WHEN HE PASSED BY ME FOR the first time, I was on my second glass of Venus Portion, a cocktail made out of ginger beer, vodka, cherries, and something else. I swear I wasn’t drunk, I swear he looked at me or maybe inside my head I made him look at me with his brown eyes. It was Friday night and Machine Night Club was packed as usual, queer bodies on the dance floor dancing, basking in this freedom that is the light, that is our bodies knowing our history gives us this right to celebrate. Or maybe it was a lonely night and like me everyone wanted a night out. It didn’t matter if I had been discharged only a few days ago from the hospital, it didn’t matter if my body heavy with the effect of Lithium and Seroquel shouted for sleep, it didn’t matter if during one of my sessions with my therapist we had worked on my need to put my body through risk while running from pain. I knew why I was here, I wanted to get out of my house because everything within its walls spoke about death and I was scared of my aloneness, scared that my silence might be a man knocking on the door of a tomb. Besides, when have I ever been kind to my body?

The DJ kept spinning, I hummed to the songs I knew. We pick joy wherever we find it: it was a lesson I learned as a boy growing up in Benin City where dust rose from unpaved streets like moths finding light during December months, where I looked at the bodies of young boys like me after football matches and wish they were doors I could walk through. Once, in that city, I had written a love letter to a boy. He was in my class and had curly hair. I have forgotten his name—memory is never faithful—but sometimes I remember the shape of his face and the sound of my breath as he and his friends beat me up after school. He had stayed behind after his friends walked towards the football field; their white shirts became one with the sky as I prayed them away. In that moment I saw what came before death, blood flowed down my face, and suddenly, he kissed my bloody lips.

I was confused.

I didn’t look at his face, I looked instead at the green color of the bushes, surprised they still had life in them during this dry month.
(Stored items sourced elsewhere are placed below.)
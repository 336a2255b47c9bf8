//! Progress reporting for a coverage run.
//!
//! The pipeline reports one unit of work per feature class. Rendering is
//! left to the caller: the CLI draws an `indicatif` bar, tests pass
//! [`NullProgress`].

use std::sync::Arc;

/// Receives progress updates from the pipeline.
pub trait ProgressCallback: Send + Sync {
    /// Set the total expected units of work.
    fn set_total(&self, total: u64);

    /// Advance progress by `delta` units.
    fn inc(&self, delta: u64);

    /// Update the message displayed alongside the progress indicator.
    fn set_message(&self, msg: String);

    /// Mark progress as complete with a final message.
    fn finish(&self, msg: String);
}

/// Ignores all progress updates.
pub struct NullProgress;

impl ProgressCallback for NullProgress {
    fn set_total(&self, _total: u64) {}
    fn inc(&self, _delta: u64) {}
    fn set_message(&self, _msg: String) {}
    fn finish(&self, _msg: String) {}
}

/// Returns a shared [`NullProgress`] instance.
#[must_use]
pub fn null_progress() -> Arc<dyn ProgressCallback> {
    Arc::new(NullProgress)
}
I looked at the fallen walls of buildings that used to be classrooms, the heap of dirt by the side of closed stores painted white. Perhaps I was taking in my surrounding, making that moment into something real. That kiss was never romantic for me, I didn’t write it down as the first time I kissed a boy. It was, to me, a tender moment that comes after a war, a moment that reminded me that I was still human. But it confused me. Often, I would wonder how tenderness and violence could come from one body, come from that kiss, that moment.

When I got home, I lied to my mother about the bruises on my body. But it was that beating that taught me to stay in the dark and watch the world from a window, gauging how to engage and navigate a city that sought to kill my body.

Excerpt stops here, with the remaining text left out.